Task instructions >> Among the records that follow, set down only the lines from the one containing "and owns the" to the one containing "while let Some(batch)", both included, exactly.

Data listing >>
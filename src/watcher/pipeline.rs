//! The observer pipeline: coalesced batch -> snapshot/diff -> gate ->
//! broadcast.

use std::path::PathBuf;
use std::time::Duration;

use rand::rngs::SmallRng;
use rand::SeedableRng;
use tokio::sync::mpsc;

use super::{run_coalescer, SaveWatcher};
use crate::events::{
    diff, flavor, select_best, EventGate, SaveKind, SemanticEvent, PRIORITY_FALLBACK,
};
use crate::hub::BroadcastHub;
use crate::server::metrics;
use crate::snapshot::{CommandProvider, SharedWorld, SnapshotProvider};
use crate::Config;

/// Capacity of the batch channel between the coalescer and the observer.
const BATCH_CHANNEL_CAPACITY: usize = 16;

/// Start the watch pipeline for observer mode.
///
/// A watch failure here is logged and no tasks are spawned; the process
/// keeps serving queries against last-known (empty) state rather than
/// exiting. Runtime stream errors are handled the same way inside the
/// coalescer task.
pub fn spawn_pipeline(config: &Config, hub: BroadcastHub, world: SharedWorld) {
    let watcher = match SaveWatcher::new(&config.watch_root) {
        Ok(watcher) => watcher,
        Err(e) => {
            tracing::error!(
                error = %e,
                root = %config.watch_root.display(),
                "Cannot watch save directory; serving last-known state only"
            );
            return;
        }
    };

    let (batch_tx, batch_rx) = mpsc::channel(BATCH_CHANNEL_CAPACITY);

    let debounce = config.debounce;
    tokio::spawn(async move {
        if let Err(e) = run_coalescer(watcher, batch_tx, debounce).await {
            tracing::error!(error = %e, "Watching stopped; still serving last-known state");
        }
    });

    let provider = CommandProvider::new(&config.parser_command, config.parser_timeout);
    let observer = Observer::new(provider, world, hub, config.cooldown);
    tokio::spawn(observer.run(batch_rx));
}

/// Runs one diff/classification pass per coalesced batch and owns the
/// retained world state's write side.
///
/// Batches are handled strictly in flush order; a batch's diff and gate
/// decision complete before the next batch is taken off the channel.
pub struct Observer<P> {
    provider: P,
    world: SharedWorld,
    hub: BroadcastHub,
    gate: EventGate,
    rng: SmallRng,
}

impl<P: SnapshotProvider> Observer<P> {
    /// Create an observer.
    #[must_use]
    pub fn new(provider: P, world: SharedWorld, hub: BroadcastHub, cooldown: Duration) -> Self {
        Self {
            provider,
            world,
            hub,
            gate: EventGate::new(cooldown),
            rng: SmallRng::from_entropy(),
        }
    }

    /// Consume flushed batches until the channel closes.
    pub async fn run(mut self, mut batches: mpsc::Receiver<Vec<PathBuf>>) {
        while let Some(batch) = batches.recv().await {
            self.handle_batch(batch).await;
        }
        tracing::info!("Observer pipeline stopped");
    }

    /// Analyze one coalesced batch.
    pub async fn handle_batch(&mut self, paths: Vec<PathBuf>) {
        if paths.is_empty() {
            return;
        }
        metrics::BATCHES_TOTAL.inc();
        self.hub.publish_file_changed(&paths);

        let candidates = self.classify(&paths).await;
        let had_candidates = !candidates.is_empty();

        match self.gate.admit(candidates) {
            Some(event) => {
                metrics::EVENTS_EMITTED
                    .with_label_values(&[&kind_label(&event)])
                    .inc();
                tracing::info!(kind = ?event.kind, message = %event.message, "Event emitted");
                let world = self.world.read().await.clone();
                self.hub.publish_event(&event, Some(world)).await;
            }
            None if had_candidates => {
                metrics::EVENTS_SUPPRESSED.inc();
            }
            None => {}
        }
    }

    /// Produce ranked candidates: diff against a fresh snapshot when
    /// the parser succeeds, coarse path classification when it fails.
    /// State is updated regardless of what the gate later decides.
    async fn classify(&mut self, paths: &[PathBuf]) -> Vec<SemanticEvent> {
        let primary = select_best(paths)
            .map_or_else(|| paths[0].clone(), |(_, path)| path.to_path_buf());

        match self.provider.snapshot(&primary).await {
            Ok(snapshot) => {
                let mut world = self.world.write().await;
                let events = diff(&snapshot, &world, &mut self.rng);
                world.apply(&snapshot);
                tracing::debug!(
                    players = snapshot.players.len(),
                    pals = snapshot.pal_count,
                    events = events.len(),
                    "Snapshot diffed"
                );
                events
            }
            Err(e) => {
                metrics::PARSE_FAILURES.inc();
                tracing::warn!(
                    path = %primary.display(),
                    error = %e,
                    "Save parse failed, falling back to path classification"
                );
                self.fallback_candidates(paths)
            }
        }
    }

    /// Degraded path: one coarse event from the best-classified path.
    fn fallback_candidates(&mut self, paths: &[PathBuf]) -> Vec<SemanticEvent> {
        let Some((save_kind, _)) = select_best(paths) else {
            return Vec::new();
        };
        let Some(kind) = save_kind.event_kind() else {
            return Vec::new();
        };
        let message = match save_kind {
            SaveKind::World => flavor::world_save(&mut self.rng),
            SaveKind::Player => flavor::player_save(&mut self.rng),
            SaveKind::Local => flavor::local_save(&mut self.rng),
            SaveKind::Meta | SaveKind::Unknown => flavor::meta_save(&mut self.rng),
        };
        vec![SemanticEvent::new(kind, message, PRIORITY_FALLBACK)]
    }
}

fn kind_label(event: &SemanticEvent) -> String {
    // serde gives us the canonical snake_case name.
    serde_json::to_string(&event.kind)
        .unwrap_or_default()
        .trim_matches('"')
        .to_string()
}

...

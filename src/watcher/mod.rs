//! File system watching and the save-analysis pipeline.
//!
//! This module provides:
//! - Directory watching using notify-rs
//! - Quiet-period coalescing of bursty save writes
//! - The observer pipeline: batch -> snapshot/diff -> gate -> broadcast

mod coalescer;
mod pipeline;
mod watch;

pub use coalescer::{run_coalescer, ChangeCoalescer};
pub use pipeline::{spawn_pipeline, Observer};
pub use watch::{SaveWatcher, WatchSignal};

---

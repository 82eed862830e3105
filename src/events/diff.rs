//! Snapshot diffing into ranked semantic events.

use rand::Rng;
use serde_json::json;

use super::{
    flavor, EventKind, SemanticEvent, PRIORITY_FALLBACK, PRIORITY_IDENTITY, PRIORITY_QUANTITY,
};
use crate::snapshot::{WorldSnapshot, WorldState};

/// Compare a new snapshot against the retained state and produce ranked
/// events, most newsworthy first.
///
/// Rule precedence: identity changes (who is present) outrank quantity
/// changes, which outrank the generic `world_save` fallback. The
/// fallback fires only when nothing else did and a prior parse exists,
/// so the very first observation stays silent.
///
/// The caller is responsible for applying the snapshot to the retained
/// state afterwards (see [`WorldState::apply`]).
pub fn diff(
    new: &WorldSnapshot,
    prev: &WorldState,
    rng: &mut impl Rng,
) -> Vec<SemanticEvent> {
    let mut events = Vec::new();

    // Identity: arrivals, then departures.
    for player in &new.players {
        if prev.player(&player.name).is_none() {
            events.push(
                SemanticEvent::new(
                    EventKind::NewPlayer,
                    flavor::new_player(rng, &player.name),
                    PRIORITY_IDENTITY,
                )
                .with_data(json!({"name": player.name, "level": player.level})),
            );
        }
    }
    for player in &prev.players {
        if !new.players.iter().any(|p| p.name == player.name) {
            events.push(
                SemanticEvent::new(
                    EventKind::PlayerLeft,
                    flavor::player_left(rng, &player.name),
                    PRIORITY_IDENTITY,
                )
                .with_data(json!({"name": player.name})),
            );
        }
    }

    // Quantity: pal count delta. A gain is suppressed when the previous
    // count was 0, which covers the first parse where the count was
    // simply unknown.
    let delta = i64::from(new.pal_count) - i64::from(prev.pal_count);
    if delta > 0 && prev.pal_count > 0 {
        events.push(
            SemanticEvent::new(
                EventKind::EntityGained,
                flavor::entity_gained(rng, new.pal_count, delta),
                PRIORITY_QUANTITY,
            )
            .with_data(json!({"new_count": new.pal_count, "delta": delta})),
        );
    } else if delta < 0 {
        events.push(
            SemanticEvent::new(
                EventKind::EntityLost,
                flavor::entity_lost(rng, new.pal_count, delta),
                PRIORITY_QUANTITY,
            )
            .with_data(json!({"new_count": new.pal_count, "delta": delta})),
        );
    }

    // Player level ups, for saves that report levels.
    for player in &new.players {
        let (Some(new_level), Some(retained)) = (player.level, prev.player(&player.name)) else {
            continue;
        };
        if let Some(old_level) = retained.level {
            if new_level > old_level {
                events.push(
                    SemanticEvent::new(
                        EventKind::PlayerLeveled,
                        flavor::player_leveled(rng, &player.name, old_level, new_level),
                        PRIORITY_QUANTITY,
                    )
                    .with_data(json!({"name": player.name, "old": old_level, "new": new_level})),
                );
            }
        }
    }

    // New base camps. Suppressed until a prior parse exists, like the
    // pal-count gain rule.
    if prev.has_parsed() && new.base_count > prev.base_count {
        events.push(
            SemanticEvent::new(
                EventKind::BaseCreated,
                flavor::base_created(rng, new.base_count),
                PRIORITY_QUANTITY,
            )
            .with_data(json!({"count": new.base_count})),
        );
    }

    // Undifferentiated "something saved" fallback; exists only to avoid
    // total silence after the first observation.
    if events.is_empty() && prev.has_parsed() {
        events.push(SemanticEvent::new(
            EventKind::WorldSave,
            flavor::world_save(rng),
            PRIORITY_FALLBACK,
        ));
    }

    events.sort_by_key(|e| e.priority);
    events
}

Expected answer >>
/// Runs one diff/classification pass per coalesced batch and owns the
/// retained world state's write side.
///
/// Batches are handled strictly in flush order; a batch's diff and gate
/// decision complete before the next batch is taken off the channel.
pub struct Observer<P> {
    provider: P,
    world: SharedWorld,
    hub: BroadcastHub,
    gate: EventGate,
    rng: SmallRng,
}

impl<P: SnapshotProvider> Observer<P> {
    /// Create an observer.
    #[must_use]
    pub fn new(provider: P, world: SharedWorld, hub: BroadcastHub, cooldown: Duration) -> Self {
        Self {
            provider,
            world,
            hub,
            gate: EventGate::new(cooldown),
            rng: SmallRng::from_entropy(),
        }
    }

    /// Consume flushed batches until the channel closes.
    pub async fn run(mut self, mut batches: mpsc::Receiver<Vec<PathBuf>>) {
        while let Some(batch) = batches.recv().await {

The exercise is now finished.